◆ Exercise requirements
Filter the listing below down to the lines holding the word "instanceLocation", and copy those lines.

[Start of Attachment]

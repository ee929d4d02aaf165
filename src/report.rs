//! Evaluation results and output rendering
//!
//! One result node per schema application. Skipped evaluations are pruned
//! before results are assembled, so the tree only ever contains outcomes
//! that participated: a node is valid iff it has no errors and every child
//! is valid.

use indexmap::IndexMap;
use serde::Serialize;
use serde_json::{json, Value};

use crate::pointer::Pointer;

/// Requested output shape
#[derive(Debug, Clone, Copy, PartialEq, Eq, Default)]
pub enum OutputFormat {
    /// Single boolean
    Flag,
    /// Flattened sequence of per-application outcomes
    List,
    /// The result tree itself
    #[default]
    Hierarchical,
}

/// One node of the evaluation result tree
#[derive(Debug, Clone, Serialize)]
pub struct EvaluationResults {
    pub valid: bool,
    /// JSON Pointer into the instance
    #[serde(rename = "instanceLocation")]
    pub instance_location: Pointer,
    /// Evaluation path: keywords traversed from the root, including `$ref`
    #[serde(rename = "keywordLocation")]
    pub keyword_location: Pointer,
    /// `base#pointer` when the resource has an explicit base URI
    #[serde(rename = "absoluteKeywordLocation", skip_serializing_if = "Option::is_none")]
    pub absolute_keyword_location: Option<String>,
    /// Keyword name → produced annotation, from successful keywords
    #[serde(skip_serializing_if = "IndexMap::is_empty")]
    pub annotations: IndexMap<String, Value>,
    /// Keyword name → human-readable message, from failed keywords
    #[serde(skip_serializing_if = "IndexMap::is_empty")]
    pub errors: IndexMap<String, String>,
    /// Nested subschema applications
    #[serde(skip_serializing_if = "Vec::is_empty")]
    pub details: Vec<EvaluationResults>,
}

impl EvaluationResults {
    pub(crate) fn new(instance_location: Pointer, keyword_location: Pointer) -> Self {
        Self {
            valid: true,
            instance_location,
            keyword_location,
            absolute_keyword_location: None,
            annotations: IndexMap::new(),
            errors: IndexMap::new(),
            details: Vec::new(),
        }
    }

    /// The flag-format boolean
    pub fn flag(&self) -> bool {
        self.valid
    }

    /// Annotation produced by a keyword at this node
    pub fn annotation(&self, keyword: &str) -> Option<&Value> {
        self.annotations.get(keyword)
    }

    /// Error produced by a keyword at this node
    pub fn error(&self, keyword: &str) -> Option<&str> {
        self.errors.get(keyword).map(String::as_str)
    }

    /// Depth-first search for the first error attributed to `keyword`
    pub fn find_error(&self, keyword: &str) -> Option<(&Pointer, &str)> {
        if let Some(message) = self.errors.get(keyword) {
            return Some((&self.instance_location, message));
        }
        self.details.iter().find_map(|d| d.find_error(keyword))
    }

    /// Whether any node in the tree carries an error
    pub fn has_errors(&self) -> bool {
        !self.errors.is_empty() || self.details.iter().any(EvaluationResults::has_errors)
    }

    /// Render the requested output shape as JSON
    pub fn to_output(&self, format: OutputFormat) -> Value {
        match format {
            OutputFormat::Flag => json!({ "valid": self.valid }),
            OutputFormat::Hierarchical => {
                serde_json::to_value(self).unwrap_or_else(|_| json!({ "valid": self.valid }))
            }
            OutputFormat::List => {
                let mut units = Vec::new();
                self.flatten(&mut units);
                json!({ "valid": self.valid, "details": units })
            }
        }
    }

    fn flatten(&self, units: &mut Vec<Value>) {
        let mut unit = json!({
            "valid": self.valid,
            "instanceLocation": self.instance_location.to_string(),
            "keywordLocation": self.keyword_location.to_string(),
        });
        if let Some(abs) = &self.absolute_keyword_location {
            unit["absoluteKeywordLocation"] = json!(abs);
        }
        if !self.annotations.is_empty() {
            unit["annotations"] = serde_json::to_value(&self.annotations).unwrap_or(Value::Null);
        }
        if !self.errors.is_empty() {
            unit["errors"] = serde_json::to_value(&self.errors).unwrap_or(Value::Null);
        }
        units.push(unit);
        for detail in &self.details {
            detail.flatten(units);
        }
    }
}

#[cfg(test)]
mod tests {
    use super::*;

    fn sample() -> EvaluationResults {
        let mut root = EvaluationResults::new(Pointer::root(), Pointer::root());
        let mut child = EvaluationResults::new(
            Pointer::root().push("a"),
            Pointer::root().push("properties").push("a"),
        );
        child.valid = false;
        child
            .errors
            .insert("type".to_string(), "expected integer".to_string());
        root.valid = false;
        root.details.push(child);
        root
    }

    #[test]
    fn test_flag_matches_tree_errors() {
        let results = sample();
        assert_eq!(results.flag(), false);
        assert_eq!(results.flag(), !results.has_errors());

        let passing = EvaluationResults::new(Pointer::root(), Pointer::root());
        assert!(passing.flag());
        assert!(!passing.has_errors());
    }

    #[test]
    fn test_find_error_location() {
        let results = sample();
        let (location, message) = results.find_error("type").unwrap();
        assert_eq!(location.to_string(), "/a");
        assert_eq!(message, "expected integer");
        assert!(results.find_error("required").is_none());
    }

    #[test]
    fn test_list_output_flattens() {
        let output = sample().to_output(OutputFormat::List);
        let details = output["details"].as_array().unwrap();
        assert_eq!(details.len(), 2);
        assert_eq!(details[1]["keywordLocation"], "/properties/a");
        assert_eq!(details[1]["errors"]["type"], "expected integer");
    }

    #[test]
    fn test_flag_output_shape() {
        let output = sample().to_output(OutputFormat::Flag);
        assert_eq!(output, json!({"valid": false}));
    }
}
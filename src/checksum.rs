//! Content checksums for compiled-schema cache keys

use sha2::{Digest, Sha256};
use serde::{Deserialize, Serialize};
use std::fmt;

/// SHA256 checksum of schema content
///
/// Two schema documents with identical JSON text share a compiled constraint
/// graph per dialect; the checksum is the identity half of that cache key.
#[derive(Debug, Clone, PartialEq, Eq, Hash, Serialize, Deserialize)]
pub struct Checksum(String);

impl Checksum {
    /// Compute checksum from raw bytes
    pub fn from_bytes(data: &[u8]) -> Self {
        let hash = Sha256::digest(data);
        Self(format!("{:x}", hash))
    }

    /// Compute checksum from a JSON value
    pub fn from_json(value: &serde_json::Value) -> Self {
        let serialized = serde_json::to_string(value).unwrap_or_default();
        Self::from_bytes(serialized.as_bytes())
    }

    /// Get the hex string representation
    pub fn as_str(&self) -> &str {
        &self.0
    }

    /// A short prefix, used for synthetic base URIs of inline documents
    pub fn short(&self) -> &str {
        &self.0[..12]
    }
}

impl fmt::Display for Checksum {
    fn fmt(&self, f: &mut fmt::Formatter<'_>) -> fmt::Result {
        write!(f, "{}", self.0)
    }
}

[End of Attachment]

◆ Exercise solution
    #[serde(rename = "instanceLocation")]
            "instanceLocation": self.instance_location.to_string(),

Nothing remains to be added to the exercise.